ACCORDING TO THE DEMOCRATS, Bill Clinton is guilty of nothing more than having an
extramarital affair. Rep. John Conyers, D-Mich., asked whether we wanted to have
"prosecutors with unlimited powers, accountable to no one, who will spend millions of
dollars investigating a person's personal life, who then haul before grand juries every
person of the opposite sex the person has had contact with ... "
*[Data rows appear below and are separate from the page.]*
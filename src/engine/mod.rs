//! Engine — the sequential animation core.
//!
//! Owns one [`Scheduler`] loaded with a compiled-in scene. Each frame the
//! scheduler picks the eligible prefix of the scene's units and the engine
//! has them advance and draw onto a [`Surface`].
//!
//! The engine never deals with terminals, ANSI codes, or grids.

pub mod animation;
pub mod gate;
pub mod objects;
pub mod scheduler;

use serde::{Deserialize, Serialize};
use tracing::info;

use crate::renderer::Surface;
use gate::Gate;
use objects::{DotRing, ModuloLines, Stepping, View};
use scheduler::Scheduler;

/// Frames the rings scene takes to open each ring.
const RING_GROWTH_FRAMES: f64 = 128.0;

/// The compiled-in scenes. Each one fixes its own gate policy.
#[derive(Debug, Clone, Copy, Default, PartialEq, Eq, Serialize, Deserialize)]
#[serde(rename_all = "snake_case")]
pub enum SceneKind {
    /// Spinning, accelerating ring followed by modulo multiplication chords.
    /// Early-unlock: the chords start once the ring is full size.
    #[default]
    Modulo,
    /// Two still rings, the outer one waiting for the inner one to finish.
    Rings,
}

impl SceneKind {
    pub fn gate(self) -> Gate {
        match self {
            SceneKind::Modulo => Gate::EarlyUnlock,
            SceneKind::Rings => Gate::Completion,
        }
    }
}

#[derive(Debug, Clone, Copy, PartialEq)]
pub struct SceneParams {
    pub dot_count: u32,
    /// Full ring radius in rows.
    pub max_radius: f64,
}

pub struct Engine {
    kind: SceneKind,
    scheduler: Scheduler,
    factor: Option<View<f64>>,
}

impl Engine {
    /// Build the scheduler for a scene, registering its units in dependency order.
    pub fn build(kind: SceneKind, params: SceneParams) -> Self {
        let mut scheduler = Scheduler::new(kind.gate());
        let mut factor = None;

        match kind {
            SceneKind::Modulo => {
                // Step sizes are scaled so the ring takes roughly the same
                // number of frames to open whatever its final size.
                let scale = params.max_radius / 400.0;
                let ring = DotRing::new(
                    params.dot_count,
                    params.max_radius,
                    Stepping::Accelerating {
                        initial: scale,
                        growth: scale * 0.1,
                    },
                )
                .spinning(0.1);
                let lines = ModuloLines::new(ring.geometry());
                factor = Some(lines.factor());
                scheduler.register(Box::new(ring));
                scheduler.register(Box::new(lines));
            }
            SceneKind::Rings => {
                let inner = params.max_radius / 2.0;
                let step = inner / RING_GROWTH_FRAMES;
                scheduler.register(Box::new(DotRing::new(
                    params.dot_count,
                    inner,
                    Stepping::Constant(step),
                )));
                scheduler.register(Box::new(
                    DotRing::new(params.dot_count, params.max_radius, Stepping::Constant(step))
                        .tinted(200.0, 80.0),
                ));
            }
        }

        info!(
            scene = ?kind,
            gate = %scheduler.gate(),
            units = scheduler.len(),
            dot_count = params.dot_count,
            max_radius = params.max_radius,
            "scene built"
        );

        Self {
            kind,
            scheduler,
            factor,
        }
    }

    pub fn kind(&self) -> SceneKind {
        self.kind
    }

    pub fn scheduler(&self) -> &Scheduler {
        &self.scheduler
    }

    /// Advance and draw one frame. Returns the wavefront size.
    pub fn frame(&mut self, surface: &mut dyn Surface) -> usize {
        self.scheduler.frame(surface)
    }

    pub fn restart(&mut self) {
        self.scheduler.restart();
    }

    /// Heads-up caption for the scene, if it has one.
    pub fn caption(&self) -> Option<String> {
        self.factor
            .as_ref()
            .map(|f| format!("Multiplication : {:.2}", f.get()))
    }

    /// Names of the units currently in the wavefront.
    pub fn active_units(&self) -> Vec<&str> {
        self.scheduler
            .units()
            .take(self.scheduler.wavefront_len())
            .map(|unit| unit.name())
            .collect()
    }
}
//! Scheduler behaviour observed frame by frame through the public API.

use pretty_assertions::assert_eq;

use modulo_circle::engine::animation::Animation;
use modulo_circle::engine::gate::Gate;
use modulo_circle::engine::objects::{Publisher, View};
use modulo_circle::engine::scheduler::{Scheduler, UnitId};
use modulo_circle::renderer::{Canvas, Surface};

/// Counts advances up to `threshold`. Unlocks its successor at `unlock_at`
/// (defaults to the threshold) and publishes its progress for inspection.
struct Counter {
    progress: Publisher<u32>,
    threshold: u32,
    unlock_at: u32,
}

impl Counter {
    fn new(threshold: u32) -> Self {
        Self::unlocking_at(threshold, threshold)
    }

    fn unlocking_at(threshold: u32, unlock_at: u32) -> Self {
        Self {
            progress: Publisher::new(0),
            threshold,
            unlock_at,
        }
    }
}

impl Animation for Counter {
    fn advance(&mut self) {
        let p = self.progress.get();
        if p < self.threshold {
            self.progress.set(p + 1);
        }
    }

    fn render(&self, surface: &mut dyn Surface) {
        surface.text(&self.progress.get().to_string(), 0.0, 0.0);
    }

    fn is_finished(&self) -> bool {
        self.progress.get() >= self.threshold
    }

    fn unlocks_next(&self) -> bool {
        self.progress.get() >= self.unlock_at
    }

    fn reset(&mut self) {
        self.progress.set(0);
    }

    fn name(&self) -> &str {
        "counter"
    }
}

struct Rig {
    scheduler: Scheduler,
    ids: Vec<UnitId>,
    progress: Vec<View<u32>>,
    canvas: Canvas,
}

impl Rig {
    fn new(gate: Gate, units: Vec<Counter>) -> Self {
        let mut scheduler = Scheduler::new(gate);
        let mut ids = Vec::new();
        let mut progress = Vec::new();
        for unit in units {
            progress.push(unit.progress.view());
            ids.push(scheduler.register(Box::new(unit)));
        }
        Self {
            scheduler,
            ids,
            progress,
            canvas: Canvas::new(10, 1),
        }
    }

    /// Run one frame; returns the number of units drawn.
    fn frame(&mut self) -> usize {
        self.canvas.clear();
        self.scheduler.frame(&mut self.canvas)
    }

    fn progress(&self) -> Vec<u32> {
        self.progress.iter().map(View::get).collect()
    }
}

#[test]
fn three_step_pipeline_with_completion_gate() {
    let mut rig = Rig::new(Gate::Completion, (0..3).map(|_| Counter::new(5)).collect());

    for f in 1..=5 {
        assert_eq!(rig.frame(), 1, "frame {f}");
        assert_eq!(rig.progress(), vec![f, 0, 0]);
    }
    assert!(rig.scheduler.unit(rig.ids[0]).unwrap().is_finished());

    assert_eq!(rig.frame(), 2, "frame 6");
    assert_eq!(rig.progress(), vec![5, 1, 0]);

    for _ in 7..=10 {
        assert_eq!(rig.frame(), 2);
    }
    assert_eq!(rig.progress(), vec![5, 5, 0]);

    assert_eq!(rig.frame(), 3, "frame 11");
    assert_eq!(rig.progress(), vec![5, 5, 1]);
}

#[test]
fn restart_returns_to_the_first_unit() {
    let mut rig = Rig::new(Gate::Completion, (0..3).map(|_| Counter::new(5)).collect());
    for _ in 0..20 {
        rig.frame();
    }
    assert_eq!(rig.scheduler.wavefront_len(), 3);

    rig.scheduler.restart();
    assert_eq!(rig.progress(), vec![0, 0, 0]);

    assert_eq!(rig.frame(), 1, "frame 21");
    assert_eq!(rig.progress(), vec![1, 0, 0]);
}

#[test]
fn early_unlock_overlaps_units() {
    let mut rig = Rig::new(
        Gate::EarlyUnlock,
        vec![Counter::unlocking_at(10, 2), Counter::new(3), Counter::new(1)],
    );
    assert_eq!(rig.frame(), 1);
    assert_eq!(rig.frame(), 1);
    // Unit 0 unlocked at the end of frame 2 but is far from finished.
    assert_eq!(rig.frame(), 2);
    assert!(!rig.scheduler.unit(rig.ids[0]).unwrap().is_finished());
    assert_eq!(rig.progress(), vec![3, 1, 0]);
}

#[test]
fn wavefront_is_a_monotonic_prefix_until_reset() {
    let mut rig = Rig::new(
        Gate::EarlyUnlock,
        vec![
            Counter::unlocking_at(6, 2),
            Counter::unlocking_at(4, 4),
            Counter::unlocking_at(9, 1),
            Counter::new(2),
        ],
    );
    let mut previous = 0;
    for _ in 0..20 {
        let drawn = rig.frame();
        assert!(drawn >= 1, "first unit must always be live");
        assert!(drawn >= previous, "wavefront retracted without a reset");
        // Everything behind the wavefront is untouched.
        assert!(rig.progress()[drawn..].iter().all(|&p| p == 0));
        previous = drawn;
    }
    assert_eq!(previous, 4);
}

#[test]
fn partial_reset_retracts_only_what_follows() {
    let mut rig = Rig::new(Gate::Completion, (0..3).map(|_| Counter::new(2)).collect());
    for _ in 0..6 {
        rig.frame();
    }
    assert_eq!(rig.progress(), vec![2, 2, 2]);

    rig.scheduler.reset(&[rig.ids[1]]).unwrap();
    assert_eq!(rig.scheduler.wavefront_len(), 2);
    assert_eq!(rig.progress(), vec![2, 0, 2]);

    // Unit 2 keeps its finished state but is not drawn until unit 1 is done again.
    assert_eq!(rig.frame(), 2);
    assert_eq!(rig.frame(), 2);
    assert_eq!(rig.frame(), 3);
}

#[test]
fn finished_units_keep_rendering() {
    let mut rig = Rig::new(Gate::Completion, vec![Counter::new(1)]);
    rig.frame();
    rig.frame();
    let scene = rig.canvas.take_scene();
    assert_eq!(scene.ops.len(), 1);
    assert_eq!(scene.ops[0].ch, '1');
}

#[test]
fn later_units_draw_on_higher_layers() {
    let mut rig = Rig::new(Gate::Completion, vec![Counter::new(1), Counter::new(1)]);
    rig.frame();
    rig.frame();
    let layers: Vec<_> = rig.canvas.ops().iter().map(|op| op.z_order).collect();
    assert_eq!(layers, vec![0, 1]);
}

#[test]
fn empty_scheduler_draws_nothing() {
    let mut rig = Rig::new(Gate::Completion, Vec::new());
    assert_eq!(rig.frame(), 0);
    assert!(rig.canvas.ops().is_empty());
}
//! Compiled-in animation variants.
//!
//! Each variant lives in its own module with its state and `Animation`
//! implementation side by side.

mod dot_ring;
mod geometry;
mod modulo_lines;
mod shared;

pub use dot_ring::{DotRing, Stepping};
pub use geometry::CircleGeometry;
pub use modulo_lines::ModuloLines;
pub use shared::{Publisher, View};
use thiserror::Error;

/// Result type alias for task operations
pub type Result<T> = std::result::Result<T, TaskError>;

/// Error types for the TaskBoard service.
///
/// `Configuration` and `Startup` only occur while the process is coming up
/// and are fatal. The remaining variants are produced per request and map to
/// HTTP status codes through [`TaskError::status_code`].
///
/// # Examples
///
/// ```rust
/// use taskboard_core::error::TaskError;
///
/// let not_found = TaskError::not_found_id(42);
/// assert!(not_found.is_not_found());
/// assert_eq!(not_found.status_code(), 404);
///
/// let blank = TaskError::empty_field("title");
/// assert_eq!(blank.status_code(), 422);
/// ```
#[derive(Error, Debug, Clone, PartialEq, Eq)]
pub enum TaskError {
    /// Task not found by the given identifier
    #[error("Task not found: {0}")]
    NotFound(String),

    /// Request data failed validation
    #[error("Validation error: {0}")]
    Validation(String),

    /// Database operation error
    #[error("Database error: {0}")]
    Database(String),

    /// Configuration error
    #[error("Configuration error: {0}")]
    Configuration(String),

    /// Store did not become reachable during startup
    #[error("Startup error: {0}")]
    Startup(String),
}

impl TaskError {
    /// Create a not found error for a task ID
    pub fn not_found_id(id: i32) -> Self {
        Self::NotFound(format!("Task with ID {id} not found"))
    }

    /// Create a validation error for empty field
    pub fn empty_field(field: &str) -> Self {
        Self::Validation(format!("Field '{field}' cannot be empty"))
    }

    /// Check if this error indicates a not found condition
    pub fn is_not_found(&self) -> bool {
        matches!(self, TaskError::NotFound(_))
    }

    /// Check if this error indicates a validation problem
    pub fn is_validation(&self) -> bool {
        matches!(self, TaskError::Validation(_))
    }

    /// Check if this error indicates a database problem
    pub fn is_database(&self) -> bool {
        matches!(self, TaskError::Database(_))
    }

    /// Check if this error can only happen before the server starts serving
    pub fn is_fatal(&self) -> bool {
        matches!(self, TaskError::Configuration(_) | TaskError::Startup(_))
    }

    /// Convert to appropriate HTTP status code equivalent
    pub fn status_code(&self) -> u16 {
        match self {
            TaskError::NotFound(_) => 404,
            TaskError::Validation(_) => 422,
            TaskError::Database(_) => 500,
            TaskError::Configuration(_) => 500,
            TaskError::Startup(_) => 503,
        }
    }
}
The Republicans, on the other hand, insist that the president's misconduct has nothing
whatever to do with sex but with perjury, obstruction of justice and subornation of
perjury. Appearing on "Meet the Press" last week, Judiciary Committee Chairman
Henry Hyde, R-Ill., having been reminded of his own extramarital affair 30 years ago,
insisted that the sex was not the issue.
Republicans -- even those who have committed sexual sins -- should stop saying that.
Of course, the sex is part of the problem -- and not just because it led to the perjury,
obstruction and other crimes. To call the president's conduct with Monica Lewinsky "an
extramarital affair" is really to grant it a dignity it doesn't merit.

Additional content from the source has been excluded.